Long-term cholesterol feeding alters the reactivity of primate coronary microvessels to platelet products.
Hypercholesterolemia impairs endothelium-dependent relaxations to several platelet-derived substances in large vessels. The effect of hypercholesterolemia on the response of coronary microvessels to platelet products and thrombin is less well defined. Three groups of cynomolgus monkeys were studied: normal (n = 6), short-term hypercholesterolemic (8-11 weeks, n = 5), and long-term hypercholesterolemic (18-80 months, n = 6).

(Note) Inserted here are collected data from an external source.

use lru::LruCache;
use std::num::NonZeroUsize;
use std::sync::Mutex;

use crate::template::AvailableParameter;

/// Thread-safe LRU cache of available-parameter trees, keyed by entity kind.
///
/// Schemas are static for the lifetime of the process, so a computed tree
/// never goes stale; the bound only limits memory.
pub struct ParametersCache {
    cache: Mutex<LruCache<String, AvailableParameter>>,
}

impl ParametersCache {
    /// Create a cache holding at most `capacity` kinds.
    ///
    /// # Panics
    ///
    /// Never in practice: a zero capacity is raised to 1.
    pub fn new(capacity: usize) -> Self {
        let cap = NonZeroUsize::new(capacity.max(1)).expect("Cache capacity must be at least 1");

        Self {
            cache: Mutex::new(LruCache::new(cap)),
        }
    }

    pub fn get(&self, kind: &str) -> Option<AvailableParameter> {
        self.cache.lock().unwrap().get(kind).cloned()
    }

    pub fn put(&self, kind: String, parameters: AvailableParameter) {
        self.cache.lock().unwrap().put(kind, parameters);
    }

    /// Cached tree for `kind`, computing and storing it on a miss. `None`
    /// when `compute` finds no schema for the kind; misses are not cached.
    pub fn get_or_compute<F>(&self, kind: &str, compute: F) -> Option<AvailableParameter>
    where
        F: FnOnce() -> Option<AvailableParameter>,
    {
        if let Some(hit) = self.get(kind) {
            log::debug!("Parameters cache hit for {}", kind);
            return Some(hit);
        }
        let computed = compute()?;
        self.put(kind.to_string(), computed.clone());
        Some(computed)
    }

    pub fn len(&self) -> usize {
        self.cache.lock().unwrap().len()
    }

    pub fn is_empty(&self) -> bool {
        self.cache.lock().unwrap().is_empty()
    }

    pub fn clear(&self) {
        self.cache.lock().unwrap().clear();
    }
}
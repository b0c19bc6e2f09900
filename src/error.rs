use thiserror::Error;

use crate::template::TemplateError;

/// Main error type for impactgraph
#[derive(Error, Debug)]
pub enum ImpactError {
    /// Database-related errors
    #[error("Database error: {0}")]
    Database(#[from] rusqlite::Error),

    /// File system I/O errors
    #[error("IO error: {0}")]
    Io(#[from] std::io::Error),

    /// Configuration errors
    #[error("Configuration error: {0}")]
    Config(String),

    /// Missing or malformed input, correctable by the caller
    #[error("Invalid input: {0}")]
    Validation(String),

    /// Asset, relation or context absent
    #[error("Not found: {0}")]
    NotFound(String),

    /// Template rejected by the sandbox or the grammar
    #[error(transparent)]
    Template(#[from] TemplateError),

    /// Remote graph endpoint errors
    #[error("HTTP error: {0}")]
    Http(#[from] reqwest::Error),

    /// Stored data violates an invariant, or a round trip failed
    #[error("Unexpected error: {0}")]
    Unexpected(String),
}

/// Convenient Result type using ImpactError
pub type Result<T> = std::result::Result<T, ImpactError>;
use rusqlite::{Connection, params};
use std::fs;
use std::path::Path;
use crate::error::{ImpactError, Result};

/// Tables every deployed database must carry.
pub const REQUIRED_TABLES: &[&str] = &[
    "asset_relations",
    "entities",
    "entity_links",
    "impact_contexts",
    "relation_operations",
    "schema_migrations",
    "work_items",
];

struct Migration {
    version: u32,
    name: String,
    sql: String,
}

fn ensure_migrations_table(conn: &Connection) -> Result<()> {
    conn.execute(
        "CREATE TABLE IF NOT EXISTS schema_migrations (
            version INTEGER PRIMARY KEY,
            name TEXT NOT NULL,
            applied_at TIMESTAMP DEFAULT CURRENT_TIMESTAMP
        )",
        [],
    )?;
    Ok(())
}

/// Names of applied migrations, in version order
pub fn get_applied_migrations(conn: &Connection) -> Result<Vec<String>> {
    let mut stmt = conn.prepare("SELECT name FROM schema_migrations ORDER BY version")?;
    let names: Vec<String> = stmt
        .query_map([], |row| row.get::<_, String>(0))?
        .collect::<std::result::Result<Vec<_>, rusqlite::Error>>()?;
    Ok(names)
}

fn load_migrations(migrations_dir: &Path) -> Result<Vec<Migration>> {
    let mut files: Vec<_> = fs::read_dir(migrations_dir)?
        .filter_map(|e| e.ok())
        .filter(|e| e.path().extension().and_then(|s| s.to_str()) == Some("sql"))
        .collect();
    files.sort_by_key(|e| e.file_name());

    let mut migrations = Vec::with_capacity(files.len());
    for entry in files {
        let path = entry.path();
        let filename = path.file_name()
            .and_then(|n| n.to_str())
            .ok_or_else(|| ImpactError::Config("Invalid migration filename".to_string()))?;

        // "001_core_tables.sql" -> 1
        let version_str = filename
            .split('_')
            .next()
            .ok_or_else(|| ImpactError::Config(format!("Invalid migration filename: {}", filename)))?;
        let version: u32 = version_str.parse()
            .map_err(|_| ImpactError::Config(format!("Invalid migration version: {}", version_str)))?;

        let sql = fs::read_to_string(&path)?;
        let name = filename.trim_end_matches(".sql").to_string();
        migrations.push(Migration { version, name, sql });
    }

    migrations.sort_by_key(|m| m.version);
    Ok(migrations)
}

/// Run all pending migrations
pub fn run_migrations(conn: &mut Connection, migrations_dir: &Path) -> Result<()> {
    ensure_migrations_table(conn)?;

    let applied = get_applied_migrations(conn)?;
    let migrations = load_migrations(migrations_dir)?;

    for migration in migrations {
        if applied.contains(&migration.name) {
            log::debug!("Migration {} already applied, skipping", migration.name);
            continue;
        }

        log::info!("Applying migration: {} (version {})", migration.name, migration.version);

        let tx = conn.transaction()?;
        tx.execute_batch(&migration.sql)
            .map_err(|e| {
                ImpactError::Database(rusqlite::Error::SqliteFailure(
                    rusqlite::ffi::Error::new(rusqlite::ffi::SQLITE_ERROR),
                    Some(format!("Failed to execute migration {}: {}", migration.name, e))
                ))
            })?;
        tx.execute(
            "INSERT INTO schema_migrations (version, name) VALUES (?1, ?2)",
            params![migration.version, migration.name],
        )?;
        tx.commit()?;

        log::info!("Migration {} applied successfully", migration.name);
    }

    Ok(())
}

/// Tables from [`REQUIRED_TABLES`] missing from the database.
pub fn missing_tables(conn: &Connection) -> Result<Vec<String>> {
    let mut stmt = conn.prepare("SELECT name FROM sqlite_master WHERE type='table'")?;
    let present: Vec<String> = stmt
        .query_map([], |row| row.get::<_, String>(0))?
        .collect::<std::result::Result<Vec<_>, rusqlite::Error>>()?;
    Ok(REQUIRED_TABLES
        .iter()
        .filter(|t| !present.iter().any(|p| p == *t))
        .map(|t| t.to_string())
        .collect())
}
#[cfg(test)]
mod tests {
    use super::*;
    use crate::assets::Entity;
    use crate::config::{AssetsConfig, HttpServerConfig, ImpactConfig, TemplatesConfig};
    use crate::db::migrate;
    use crate::graph::{Relation, RelationStore};
    use axum::body::Body;
    use axum::http::Request;
    use tempfile::TempDir;
    use tower::ServiceExt;

    struct Harness {
        _temp_dir: TempDir,
        db_path: std::path::PathBuf,
        router: Router,
    }

    fn computer(id: i64) -> Entity {
        Entity {
            kind: "Computer".to_string(),
            id,
            name: format!("pc-{}", id),
            fields: Map::new(),
        }
    }

    fn harness() -> Harness {
        let temp_dir = TempDir::new().unwrap();
        let db_path = temp_dir.path().join("impact.db");
        let db = Db::new(&db_path);
        let mut conn = db.open_connection().unwrap();
        let migrations = std::path::Path::new(env!("CARGO_MANIFEST_DIR")).join("migrations");
        migrate::run_migrations(&mut conn, &migrations).unwrap();
        {
            let store = SqliteStore::new(&conn);
            for id in 1..=3 {
                store.upsert_entity(&computer(id)).unwrap();
            }
            store
                .insert(&Relation::new(AssetRef::new("Computer", 1), AssetRef::new("Computer", 2)))
                .unwrap();
            store
                .insert(&Relation::new(AssetRef::new("Computer", 2), AssetRef::new("Computer", 3)))
                .unwrap();
        }

        let config = Config {
            impact: ImpactConfig {
                db_path: db_path.clone(),
                log_level: "debug".to_string(),
                migrations_dir: migrations,
            },
            assets: AssetsConfig::default(),
            templates: TemplatesConfig::default(),
            http_server: HttpServerConfig::default(),
        };
        let router = ImpactServer::new(db, &config).router();
        Harness {
            _temp_dir: temp_dir,
            db_path,
            router,
        }
    }

    async fn send(router: &Router, method: &str, uri: &str, body: Option<Value>) -> (StatusCode, Value) {
        let builder = Request::builder().method(method).uri(uri);
        let request = match body {
            Some(body) => builder
                .header("content-type", "application/json")
                .body(Body::from(body.to_string()))
                .unwrap(),
            None => builder.body(Body::empty()).unwrap(),
        };
        let response = router.clone().oneshot(request).await.unwrap();
        let status = response.status();
        let bytes = axum::body::to_bytes(response.into_body(), usize::MAX).await.unwrap();
        let value = if bytes.is_empty() {
            Value::Null
        } else {
            serde_json::from_slice(&bytes).unwrap()
        };
        (status, value)
    }

    fn flag_of(payload: &Value, from: &str, to: &str) -> Option<u64> {
        payload["edges"]
            .as_array()?
            .iter()
            .find(|e| e["from"] == from && e["to"] == to)?["directionFlag"]
            .as_u64()
    }

    #[tokio::test]
    async fn test_health() {
        let h = harness();
        let (status, body) = send(&h.router, "GET", "/health", None).await;
        assert_eq!(status, StatusCode::OK);
        assert_eq!(body["status"], "ok");
    }

    #[tokio::test]
    async fn test_graph_fetch_from_middle() {
        let h = harness();
        let (status, body) = send(&h.router, "GET", "/graph?kind=Computer&id=2", None).await;
        assert_eq!(status, StatusCode::OK);
        assert_eq!(body["nodes"].as_array().unwrap().len(), 3);
        assert_eq!(flag_of(&body, "Computer::1", "Computer::2"), Some(2));
        assert_eq!(flag_of(&body, "Computer::2", "Computer::3"), Some(1));
    }

    #[tokio::test]
    async fn test_graph_fetch_rejects_bad_requests() {
        let h = harness();
        for uri in [
            "/graph?id=1",
            "/graph?kind=Computer",
            "/graph?kind=Computer&id=abc",
            "/graph?kind=Computer&id=99",
            "/graph?kind=Ticket&id=1",
        ] {
            let (status, _) = send(&h.router, "GET", uri, None).await;
            assert_eq!(status, StatusCode::BAD_REQUEST, "{}", uri);
        }
    }

    #[tokio::test]
    async fn test_delta_applies_in_order_and_audits() {
        let h = harness();
        let body = json!([
            {"action": "add", "sourceKind": "Computer", "sourceId": 3, "targetKind": "Computer", "targetId": 1},
            {"action": "add", "sourceKind": "Computer", "sourceId": 1, "targetKind": "Computer", "targetId": 1},
            {"action": "frobnicate", "sourceKind": "Computer", "sourceId": 1, "targetKind": "Computer", "targetId": 2},
            {"action": "delete", "sourceKind": "Computer", "sourceId": 1, "targetKind": "Computer", "targetId": 2},
        ]);
        let (status, reports) = send(&h.router, "POST", "/graph/delta", Some(body)).await;
        assert_eq!(status, StatusCode::OK);
        let statuses: Vec<&str> = reports
            .as_array()
            .unwrap()
            .iter()
            .map(|r| r["status"].as_str().unwrap())
            .collect();
        assert_eq!(statuses, vec!["applied", "rejected", "skipped", "applied"]);
        assert_eq!(reports[1]["reason"], "link to self");

        let (_, graph) = send(&h.router, "GET", "/graph?kind=Computer&id=1", None).await;
        assert_eq!(flag_of(&graph, "Computer::3", "Computer::1"), Some(2));
        assert_eq!(flag_of(&graph, "Computer::1", "Computer::2"), None);

        let conn = Db::new(&h.db_path).open_connection().unwrap();
        assert_eq!(audit::recent_operations(&conn, 10).unwrap().len(), 3);
    }

    #[tokio::test]
    async fn test_delta_store_failure_reports_each_operation() {
        let h = harness();
        Db::new(&h.db_path)
            .open_connection()
            .unwrap()
            .execute_batch(
                "CREATE TRIGGER refuse_computer_3 BEFORE INSERT ON asset_relations
                 WHEN NEW.target_id = 3 BEGIN SELECT RAISE(ABORT, 'disk full'); END;",
            )
            .unwrap();

        let body = json!([
            {"action": "add", "sourceKind": "Computer", "sourceId": 3, "targetKind": "Computer", "targetId": 1},
            {"action": "add", "sourceKind": "Computer", "sourceId": 1, "targetKind": "Computer", "targetId": 3},
            {"action": "delete", "sourceKind": "Computer", "sourceId": 1, "targetKind": "Computer", "targetId": 2},
        ]);
        let (status, reports) = send(&h.router, "POST", "/graph/delta", Some(body)).await;
        assert_eq!(status, StatusCode::OK);
        let statuses: Vec<&str> = reports
            .as_array()
            .unwrap()
            .iter()
            .map(|r| r["status"].as_str().unwrap())
            .collect();
        assert_eq!(statuses, vec!["applied", "failed", "applied"]);
        assert_eq!(reports[1]["reason"], "store failure");

        let (_, graph) = send(&h.router, "GET", "/graph?kind=Computer&id=1", None).await;
        assert_eq!(flag_of(&graph, "Computer::3", "Computer::1"), Some(2));
        assert_eq!(flag_of(&graph, "Computer::1", "Computer::3"), None);
        assert_eq!(flag_of(&graph, "Computer::1", "Computer::2"), None);

        let conn = Db::new(&h.db_path).open_connection().unwrap();
        let entries = audit::recent_operations(&conn, 10).unwrap();
        assert_eq!(entries.len(), 3);
        assert_eq!(entries.iter().filter(|e| e.success).count(), 2);
    }

    #[tokio::test]
    async fn test_runaway_template_is_rejected() {
        let h = harness();
        let deep = format!("{{{{ {}1{} }}}}", "[".repeat(20_000), "]".repeat(20_000));
        let (status, body) = send(
            &h.router,
            "POST",
            "/templates/validate",
            Some(json!({"templateContent": deep})),
        )
        .await;
        assert_eq!(status, StatusCode::UNPROCESSABLE_ENTITY);
        assert_eq!(body["error"]["kind"], "syntax");

        let loops = "{% for a in 1..9999 %}{% for b in 1..9999 %}xxxxxxxx{% endfor %}{% endfor %}";
        let (status, body) = send(
            &h.router,
            "POST",
            "/templates/render",
            Some(json!({"templateContent": loops})),
        )
        .await;
        assert_eq!(status, StatusCode::UNPROCESSABLE_ENTITY);
        assert_eq!(body["error"]["kind"], "syntax");
    }

    #[tokio::test]
    async fn test_context_round_trip() {
        let h = harness();
        let (status, context) = send(&h.router, "GET", "/graph/context?kind=Computer&id=1", None).await;
        assert_eq!(status, StatusCode::OK);
        assert_eq!(context["zoom"], 1.0);

        let mut updated = context.clone();
        updated["zoom"] = json!(2.5);
        updated["maxDepth"] = json!(2);
        let (status, _) = send(&h.router, "PUT", "/graph/context", Some(updated)).await;
        assert_eq!(status, StatusCode::OK);

        let (_, reloaded) = send(&h.router, "GET", "/graph/context?kind=Computer&id=1", None).await;
        assert_eq!(reloaded["zoom"], 2.5);
        assert_eq!(reloaded["maxDepth"], 2);

        let mut bad = context;
        bad["forwardColor"] = json!("red");
        let (status, _) = send(&h.router, "PUT", "/graph/context", Some(bad)).await;
        assert_eq!(status, StatusCode::BAD_REQUEST);

        let (status, _) = send(&h.router, "GET", "/graph/context?kind=Spaceship&id=1", None).await;
        assert_eq!(status, StatusCode::NOT_FOUND);
    }

    #[tokio::test]
    async fn test_available_parameters() {
        let h = harness();
        let (status, body) = send(&h.router, "GET", "/templates/parameters/Ticket", None).await;
        assert_eq!(status, StatusCode::OK);
        assert_eq!(body["kind"], "Ticket");
        assert_eq!(body["parameters"]["key"], "ticket");

        let (status, _) = send(&h.router, "GET", "/templates/parameters/Spaceship", None).await;
        assert_eq!(status, StatusCode::NOT_FOUND);
    }

    #[tokio::test]
    async fn test_render_against_entity() {
        let h = harness();
        let body = json!({
            "templateContent": "{{ asset.name|upper }} has {{ asset.location is defined ? 'a' : 'no' }} location",
            "contextEntityRef": {"kind": "Computer", "id": 1},
        });
        let (status, rendered) = send(&h.router, "POST", "/templates/render", Some(body)).await;
        assert_eq!(status, StatusCode::OK);
        assert_eq!(rendered["content"], "PC-1 has no location");

        let body = json!({
            "templateContent": "{{ asset.name }}",
            "contextEntityRef": {"kind": "Computer", "id": 42},
        });
        let (status, _) = send(&h.router, "POST", "/templates/render", Some(body)).await;
        assert_eq!(status, StatusCode::NOT_FOUND);
    }

    #[tokio::test]
    async fn test_render_policy_violation() {
        let h = harness();
        let body = json!({"templateContent": "{% set y = 1 %}"});
        let (status, rendered) = send(&h.router, "POST", "/templates/render", Some(body)).await;
        assert_eq!(status, StatusCode::UNPROCESSABLE_ENTITY);
        assert_eq!(rendered["content"], "");
        assert_eq!(rendered["error"]["kind"], "policy_violation");
        assert_eq!(rendered["error"]["construct"], "tag \"set\"");
    }

    #[tokio::test]
    async fn test_validate_echoes_content() {
        let h = harness();
        let (status, body) = send(
            &h.router,
            "POST",
            "/templates/validate",
            Some(json!({"templateContent": "{{ ticket.name }}"})),
        )
        .await;
        assert_eq!(status, StatusCode::OK);
        assert_eq!(body["valid"], true);

        let (status, body) = send(
            &h.router,
            "POST",
            "/templates/validate",
            Some(json!({"templateContent": "{{ ticket.name "})),
        )
        .await;
        assert_eq!(status, StatusCode::UNPROCESSABLE_ENTITY);
        assert_eq!(body["content"], "{{ ticket.name ");
        assert_eq!(body["error"]["message"], "Invalid template syntax");
    }
}
use clap::Parser;
use impactgraph::assets::EntityStore;
use impactgraph::db::{migrate, Db, SqliteStore};
use impactgraph::template::{builtin_schemas, OutputMode};
use impactgraph::{AssetRef, Config, ImpactError, TemplateEngine};
use serde_json::{Map, Value};
use std::path::PathBuf;
use anyhow::Result;

#[derive(Parser, Debug)]
#[command(name = "render")]
#[command(about = "Render a notification template, optionally against an entity")]
struct Args {
    /// Template file
    template: PathBuf,

    /// Kind of the context entity
    #[arg(short, long, requires = "id")]
    kind: Option<String>,

    /// Id of the context entity
    #[arg(short, long, requires = "kind")]
    id: Option<i64>,

    /// Only check the template, do not render
    #[arg(long)]
    check: bool,

    /// Escape the output for storage instead of display
    #[arg(long)]
    storage: bool,
}

#[tokio::main]
async fn main() -> Result<()> {
    env_logger::Builder::from_env(
        env_logger::Env::default()
            .filter_or("RUST_LOG", "warn")
    ).init();

    let args = Args::parse();
    let config = Config::load()?;
    let source = std::fs::read_to_string(&args.template)?;

    let mode = if args.storage {
        OutputMode::Storage
    } else {
        config.templates.output_mode
    };
    let engine = TemplateEngine::new(mode);

    if args.check {
        match engine.validate(&source) {
            Ok(()) => println!("{}: ok", args.template.display()),
            Err(failure) => {
                eprintln!("{}: {}", args.template.display(), failure.error);
                std::process::exit(1);
            }
        }
        return Ok(());
    }

    let values = match (args.kind, args.id) {
        (Some(kind), Some(id)) => {
            let db = Db::new(config.db_path());
            let migrations_dir = config.migrations_dir().to_path_buf();
            db.with_connection(move |conn| migrate::run_migrations(conn, &migrations_dir))
                .await?;

            let asset = AssetRef::new(kind, id);
            let max_depth = config.templates.max_value_depth;
            db.with_connection(move |conn| {
                let schema = builtin_schemas()
                    .for_kind(&asset.kind)
                    .ok_or_else(|| ImpactError::NotFound(format!("No template schema for {}", asset.kind)))?;
                let store = SqliteStore::new(conn);
                let entity = store
                    .load(&asset)?
                    .ok_or_else(|| ImpactError::NotFound(format!("Unknown entity {}", asset)))?;
                Ok(Value::Object(schema.get_values(&entity, true, &store, max_depth)?))
            })
            .await?
        }
        _ => Value::Object(Map::new()),
    };

    match engine.render(&source, &values) {
        Ok(output) => println!("{}", output),
        Err(err) => {
            eprintln!("{}: {}", args.template.display(), err);
            std::process::exit(1);
        }
    }

    Ok(())
}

Responses of coronary microvessels, 100-200 microns in diameter, to thrombin (0.1-10 units/ml) and the platelet products ADP (1 nM-100 microM), serotonin (1 nM-100 microM), and the thromboxane A2 analogue U46619 were studied using an in vitro microvessel imaging apparatus. Vessels were studied after preconstriction with thromboxane A2 analogue U46619 to evaluate both relaxations and constrictions to each agent. Concentrations of U46619 to attain preconstriction were much lower for the long-term group (16 +/- 19 nM) as compared with the control and short-term hypercholesterolemic groups (689 +/- 48 and 664 +/- 63 nM, respectively, p less than 0.01). Relaxations of long-term hypercholesterolemic vessels to ADP tended to be less than those of either control or short-term hypercholesterolemic vessels. Thrombin, when added to normal or short-term hypercholesterolemic vessels, caused identical relaxations but paradoxically caused constrictions in microvessels of long-term hypercholesterolemic monkeys (55 +/- 17% of KCl contraction, p less than 0.001 vs. other groups). Peak constrictions to serotonin were markedly enhanced in the long-term hypercholesterolemic group (59 +/- 7% of maximal KCl responses) compared with control and short-term hypercholesterolemic responses (28 +/- 8% and 32 +/- 5%, respectively, both p less than 0.05 vs. long-term hypercholesterolemia.(ABSTRACT TRUNCATED AT 250 WORDS)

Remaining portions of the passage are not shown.